- Cover art by Alton Kelley and Stanley Mouse

Studio album by Journey
- Released: March 23, 1979
- Recorded: October–November 1978
- Studios: Cherokee, Los Angeles
- Genre: Arena rock
- Length: 36:56
- Label: Columbia
- Producer: Roy Thomas Baker

Journey chronology
| Infinity (1978) | Evolution (1979) | In the Beginning (1979) |

Singles from Evolution
- "Just the Same Way" Released: March 1979; "Lovin', Touchin', Squeezin'" Released: June 1979; "Too Late" Released: December 1979;

= Evolution (Journey album) =

Evolution is the fifth studio album by the American rock band Journey, released in March 1979 by Columbia Records. It is the band's first album to feature drummer Steve Smith.

It was the band's most successful album at the time, reaching No. 20 on the Billboard 200 chart, and has sold three million copies in the US. They retained Roy Thomas Baker (best known for his work with Queen) as producer, but drummer Aynsley Dunbar was replaced with Smith, formerly with Ronnie Montrose's band.

Evolution features their first top 20 hit, "Lovin', Touchin', Squeezin'", which was inspired by the classic Sam Cooke top 20 hit "Nothin' Can Change This Love" and reached No. 16 in the US. "Just the Same Way", which reached No. 58 on the Billboard Hot 100, featured original lead vocalist Gregg Rolie along with Steve Perry.

==Critical reception==

Record World said that the single "Too Late" "takes the rock ballad to new limits with a call & response hookline and Neal Schon's dashing guitar break." The magazine called "Just the Same Way" a "hard but slick rocker."
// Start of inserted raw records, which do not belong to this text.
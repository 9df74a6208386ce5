#![allow(dead_code)]

use std::collections::HashSet;
use std::sync::atomic::{AtomicBool, Ordering};
use std::sync::{Arc, Mutex};

use async_trait::async_trait;
use chrono::{DateTime, Duration, TimeZone, Utc};
use tasksync::{
    FilterValue, InMemoryRemote, RemoteChange, RemoteClient, RemoteError, RowFilter, SyncOutcome,
    SyncReport, SyncTrigger, TaskRecord, TaskSync, TaskSyncBuilder,
};
use tokio::sync::Notify;

pub fn init_logger() {
    let _ = env_logger::builder().is_test(true).try_init();
}

/// A fixed instant, so tests can place edits before and after each other.
pub fn base_time() -> DateTime<Utc> {
    Utc.with_ymd_and_hms(2024, 6, 1, 9, 0, 0).unwrap()
}

pub fn at(offset_minutes: i64) -> DateTime<Utc> {
    base_time() + Duration::minutes(offset_minutes)
}

pub fn task_at(id: &str, title: &str, updated_at: DateTime<Utc>) -> TaskRecord {
    let mut task = TaskRecord::new(id, title);
    task.created_at = base_time();
    task.updated_at = updated_at;
    task
}

/// A service over a fresh in-memory replica that only syncs when asked.
pub async fn open_device(remote: Arc<dyn RemoteClient>, owner: &str) -> TaskSync {
    init_logger();
    TaskSyncBuilder::new("sqlite::memory:", owner)
        .sync_trigger(SyncTrigger::Manual)
        .build(remote)
        .await
        .expect("Failed to build TaskSync")
}

pub async fn open_memory_device(remote: &InMemoryRemote) -> TaskSync {
    open_device(Arc::new(remote.clone()), remote.owner()).await
}

/// The report of a pass that ran to the end.
pub fn completed(outcome: SyncOutcome) -> SyncReport {
    match outcome {
        SyncOutcome::Completed(report) => report,
        other => panic!("expected a completed sync pass, got {other:?}"),
    }
}

fn unavailable(id: &str) -> RemoteError {
    RemoteError::Status {
        status: 503,
        message: format!("backend unavailable for {id}"),
    }
}

/// Fails every write touching one of `broken` ids, and every lookup by id that
/// asks for one of the `unreadable` ids.
pub struct FlakyRemote {
    pub inner: InMemoryRemote,
    broken: Mutex<HashSet<String>>,
    unreadable: Mutex<HashSet<String>>,
}

impl FlakyRemote {
    pub fn new(inner: InMemoryRemote, broken: &[&str]) -> Self {
        Self {
            inner,
            broken: Mutex::new(broken.iter().map(|id| id.to_string()).collect()),
            unreadable: Mutex::new(HashSet::new()),
        }
    }

    pub fn with_unreadable(self, ids: &[&str]) -> Self {
        self.unreadable
            .lock()
            .unwrap()
            .extend(ids.iter().map(|id| id.to_string()));
        self
    }

    pub fn heal(&self) {
        self.broken.lock().unwrap().clear();
        self.unreadable.lock().unwrap().clear();
    }

    fn is_broken(&self, id: &str) -> bool {
        self.broken.lock().unwrap().contains(id)
    }

    fn unreadable_in(&self, filters: &[RowFilter]) -> Option<String> {
        let unreadable = self.unreadable.lock().unwrap();
        filters.iter().find_map(|filter| match filter {
            RowFilter::Equal { field, values } if field == "id" => {
                values.iter().find_map(|value| match value {
                    FilterValue::Text(id) if unreadable.contains(id) => Some(id.clone()),
                    _ => None,
                })
            }
            _ => None,
        })
    }
}

#[async_trait]
impl RemoteClient for FlakyRemote {
    async fn create_row(&self, record: &TaskRecord) -> Result<TaskRecord, RemoteError> {
        if self.is_broken(&record.id) {
            return Err(unavailable(&record.id));
        }
        self.inner.create_row(record).await
    }

    async fn update_row(&self, record: &TaskRecord) -> Result<TaskRecord, RemoteError> {
        if self.is_broken(&record.id) {
            return Err(unavailable(&record.id));
        }
        self.inner.update_row(record).await
    }

    async fn delete_row(&self, id: &str) -> Result<(), RemoteError> {
        if self.is_broken(id) {
            return Err(unavailable(id));
        }
        self.inner.delete_row(id).await
    }

    async fn list_rows(&self, filters: &[RowFilter]) -> Result<Vec<TaskRecord>, RemoteError> {
        if let Some(id) = self.unreadable_in(filters) {
            return Err(unavailable(&id));
        }
        self.inner.list_rows(filters).await
    }

    async fn list_changes(
        &self,
        since: Option<DateTime<Utc>>,
    ) -> Result<Vec<RemoteChange>, RemoteError> {
        self.inner.list_changes(since).await
    }
}

/// Parks every pull until released.
pub struct GatedRemote {
    pub inner: InMemoryRemote,
    pub entered: Notify,
    pub release: Notify,
}

impl GatedRemote {
    pub fn new(inner: InMemoryRemote) -> Self {
        Self {
            inner,
            entered: Notify::new(),
            release: Notify::new(),
        }
    }
}

#[async_trait]
impl RemoteClient for GatedRemote {
    async fn create_row(&self, record: &TaskRecord) -> Result<TaskRecord, RemoteError> {
        self.inner.create_row(record).await
    }

    async fn update_row(&self, record: &TaskRecord) -> Result<TaskRecord, RemoteError> {
        self.inner.update_row(record).await
    }

    async fn delete_row(&self, id: &str) -> Result<(), RemoteError> {
        self.inner.delete_row(id).await
    }

    async fn list_rows(&self, filters: &[RowFilter]) -> Result<Vec<TaskRecord>, RemoteError> {
        self.inner.list_rows(filters).await
    }

    async fn list_changes(
        &self,
        since: Option<DateTime<Utc>>,
    ) -> Result<Vec<RemoteChange>, RemoteError> {
        self.entered.notify_one();
        self.release.notified().await;
        self.inner.list_changes(since).await
    }
}

/// Answers the first lookup with nothing and the first update with `NotFound`, as
/// if another device created the row between our update and our create.
pub struct RacingRemote {
    pub inner: InMemoryRemote,
    lookup_hidden: AtomicBool,
    update_missed: AtomicBool,
}

impl RacingRemote {
    pub fn new(inner: InMemoryRemote) -> Self {
        Self {
            inner,
            lookup_hidden: AtomicBool::new(false),
            update_missed: AtomicBool::new(false),
        }
    }
}

#[async_trait]
impl RemoteClient for RacingRemote {
    async fn create_row(&self, record: &TaskRecord) -> Result<TaskRecord, RemoteError> {
        self.inner.create_row(record).await
    }

    async fn update_row(&self, record: &TaskRecord) -> Result<TaskRecord, RemoteError> {
        if !self.update_missed.swap(true, Ordering::SeqCst) {
            return Err(RemoteError::NotFound(record.id.clone()));
        }
        self.inner.update_row(record).await
    }

    async fn delete_row(&self, id: &str) -> Result<(), RemoteError> {
        self.inner.delete_row(id).await
    }

    async fn list_rows(&self, filters: &[RowFilter]) -> Result<Vec<TaskRecord>, RemoteError> {
        if !self.lookup_hidden.swap(true, Ordering::SeqCst) {
            return Ok(Vec::new());
        }
        self.inner.list_rows(filters).await
    }

    async fn list_changes(
        &self,
        since: Option<DateTime<Utc>>,
    ) -> Result<Vec<RemoteChange>, RemoteError> {
        self.inner.list_changes(since).await
    }
}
The Globe and Mail concluded that "all the songs here could well have originated at the same session as the numbers on the previous album, and that suggests stagnation."

Professional ratings
Review scores
| Source | Rating |
| AllMusic | Star Half star |
| Collector's Guide to Heavy Metal | 7/10 |
| The Rolling Stone Album Guide | Star |

== Track listing ==

Side one
| No. | Title | Writer(s) | Length |
|---|---|---|---|
| 1. | "Majestic" (instrumental) | Steve Perry; Neal Schon; | 1:16 |
| 2. | "Too Late" | Perry; Schon; | 2:58 |
| 3. | "Lovin', Touchin', Squeezin'" | Perry | 3:51 |
| 4. | "City of the Angels" | Perry; Schon; Gregg Rolie; | 3:08 |
| 5. | "When You're Alone (It Ain't Easy)" | Perry; Schon; | 3:10 |
| 6. | "Sweet and Simple" | Perry | 4:11 |

Side two
| No. | Title | Writer(s) | Length |
|---|---|---|---|
| 7. | "Lovin' You Is Easy" | Perry; Schon; Greg Errico; | 3:36 |
| 8. | "Just the Same Way" | Schon; Rolie; Ross Valory; | 3:18 |
| 9. | "Do You Recall" | Perry; Rolie; | 3:13 |
| 10. | "Daydream" | Perry; Schon; Rolie; Valory; | 4:41 |
| 11. | "Lady Luck" | Perry; Schon; Valory; | 3:35 |
| Total length: |  |  | 36:56 |

== Personnel ==
Journey
- Steve Perry – lead vocals
- Gregg Rolie – keyboards, backing vocals, co-lead vocals (track 8)
- Neal Schon – guitars, Roland GR-500 guitar synthesizer, backing vocals
- Ross Valory – bass guitar, Moog bass, backing vocals
- Steve Smith – drums, percussion

Production and design
- Roy Thomas Baker – producer, mixing
- Geoff Workman – engineer
- George Tutko – second engineer
- Greg Schafer – production manager
- Larry Noggle – package design
- Jim Welch – package design
- Alton Kelley – cover art
- Stanley Mouse – cover art
- Sam Emerson – back cover photography, liner photography
- Hiro Ito – liner photography
- Pat Morrow – liner notes

==Charts==

| Chart (1979) | Peak position |
|---|---|
| Canada Top Albums/CDs (RPM) | 35 |
| Japanese Albums (Oricon) | 70 |
| Swedish Albums (Sverigetopplistan) | 36 |
| US Billboard 200 | 20 |

| Chart (1983) | Peak position |
|---|---|
| UK Albums (Official Charts) | 100 |

==Certifications==

| Region | Certification | Certified units/sales |
| Canada (Music Canada) | Gold | 50,000^{^} |
| United States (RIAA) | 3× Platinum | 3,000,000^{^} |
^{^} Shipments figures based on certification alone.